Each step up the spiral stair is cleansing like I'm leaving the roots of the mountain behind. With each step I take, my eyes drift to the fire pole in the gap of the staircase, far enough from the railing one must jump to reach it. At each story, there's a sticker that said, 'For emergency use only.' Although I considered being late this morning an emergency I didn't use it. It goes straight down all thirteen stories. With no way to slow down, I would have splatted against the concrete floor. Even in an emergency that wouldn't be useful to anyone. I distractedly read those stickers so many times that, before I knew it, I ran out of steps. I stumbled slightly, jarred that I'd passed the floor housing my living quarters. Before me, carved from the living rock of the mountain, was, if someone was generous, a hallway.
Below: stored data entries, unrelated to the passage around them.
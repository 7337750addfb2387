//! Strongly-typed identifiers used across the wallet layers.

use core::str::FromStr;
use serde::{Deserialize, Serialize};
use uuid::Uuid;

use crate::error::WalletError;

/// Identifier of a wallet.
#[derive(Debug, Copy, Clone, PartialEq, Eq, Hash, PartialOrd, Ord, Serialize, Deserialize)]
#[serde(transparent)]
pub struct WalletId(Uuid);

/// Identifier of a recorded ledger transaction (assigned by the store).
#[derive(Debug, Copy, Clone, PartialEq, Eq, Hash, PartialOrd, Ord, Serialize, Deserialize)]
#[serde(transparent)]
pub struct TransactionId(Uuid);

macro_rules! impl_uuid_newtype {
    ($t:ty, $name:literal) => {
        impl $t {
            /// Create a new identifier.
            ///
            /// Uses UUIDv7 (time-ordered).
            pub fn new() -> Self {
                Self(Uuid::now_v7())
            }

            pub fn from_uuid(uuid: Uuid) -> Self {
                Self(uuid)
            }

            pub fn as_uuid(&self) -> &Uuid {
                &self.0
            }
        }

        impl Default for $t {
            fn default() -> Self {
                Self::new()
            }
        }

        impl core::fmt::Display for $t {
            fn fmt(&self, f: &mut core::fmt::Formatter<'_>) -> core::fmt::Result {
                core::fmt::Display::fmt(&self.0, f)
            }
        }

        impl From<Uuid> for $t {
            fn from(value: Uuid) -> Self {
                Self(value)
            }
        }

        impl From<$t> for Uuid {
            fn from(value: $t) -> Self {
                value.0
            }
        }

        impl FromStr for $t {
            type Err = WalletError;

            fn from_str(s: &str) -> Result<Self, Self::Err> {
                let uuid = Uuid::from_str(s)
                    .map_err(|e| WalletError::bad_input(format!("{}: {}", $name, e)))?;
                Ok(Self(uuid))
            }
        }
    };
}

impl_uuid_newtype!(WalletId, "WalletId");
impl_uuid_newtype!(TransactionId, "TransactionId");

/// Identifier of a wallet owner.
///
/// Owners live in an external directory, so the id is opaque text rather than
/// a UUID. It is never empty and never carries surrounding whitespace.
#[derive(Debug, Clone, PartialEq, Eq, Hash, PartialOrd, Ord, Serialize, Deserialize)]
#[serde(try_from = "String", into = "String")]
pub struct OwnerId(String);

impl OwnerId {
    pub const MAX_LEN: usize = 128;

    pub fn parse(raw: impl Into<String>) -> Result<Self, WalletError> {
        let raw = raw.into();
        let trimmed = raw.trim();
        if trimmed.is_empty() {
            return Err(WalletError::bad_input("owner id must not be empty"));
        }
        if trimmed.len() > Self::MAX_LEN {
            return Err(WalletError::bad_input(format!(
                "owner id must be at most {} bytes",
                Self::MAX_LEN
            )));
        }
        if trimmed.len() == raw.len() {
            Ok(Self(raw))
        } else {
            Ok(Self(trimmed.to_string()))
        }
    }

    pub fn as_str(&self) -> &str {
        &self.0
    }
}

impl core::fmt::Display for OwnerId {
    fn fmt(&self, f: &mut core::fmt::Formatter<'_>) -> core::fmt::Result {
        f.write_str(&self.0)
    }
}

impl TryFrom<String> for OwnerId {
    type Error = WalletError;

    fn try_from(value: String) -> Result<Self, Self::Error> {
        Self::parse(value)
    }
}

impl From<OwnerId> for String {
    fn from(value: OwnerId) -> Self {
        value.0
    }
}

impl FromStr for OwnerId {
    type Err = WalletError;

    fn from_str(s: &str) -> Result<Self, Self::Err> {
        Self::parse(s)
    }
}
Ten feet from the final step the cavern narrowed nearly to a point before ending in a wall of rock. Nothing adorned the lonely hallway save a lit panel on the wall and a set of metal rails embedded in the floor. Without thought or hesitation, I slid my finger across the panel and moved to the side. Without the scrape of rock, you wouldn't have known anything had changed. I gripped my fingers along an edge that wasn't there before and pulled. The metal of the tracks whined. I found enough purchase now that I could push the five-foot thick rock door open. When raw, natural sunlight kissed my skin I stopped pushing. I walked out onto my balcony to look past the water at the city where I was born and the multicolored sky behind it.

Sugarloaf, the mountain I call my home, is popular for rock climbers. There are at least eight routes up the shear wall near my balcony. Therefore I am only allowed on the balcony during sunset and sunrise. The natural indent into the rock wall is a common rest spot for climbers. But no climber could make it up here in the morning before I am back through the seamless rock door unless they started in the dark hours before sunrise. For the same reason, no climber would try to make their way down during sunset or they'd be caught hundreds of feet up in the dark. The balcony isn't visible from the summit, the cable car or the Brazilian military's training base below. So even though no one knows I am here this is my only real connection to the outside world.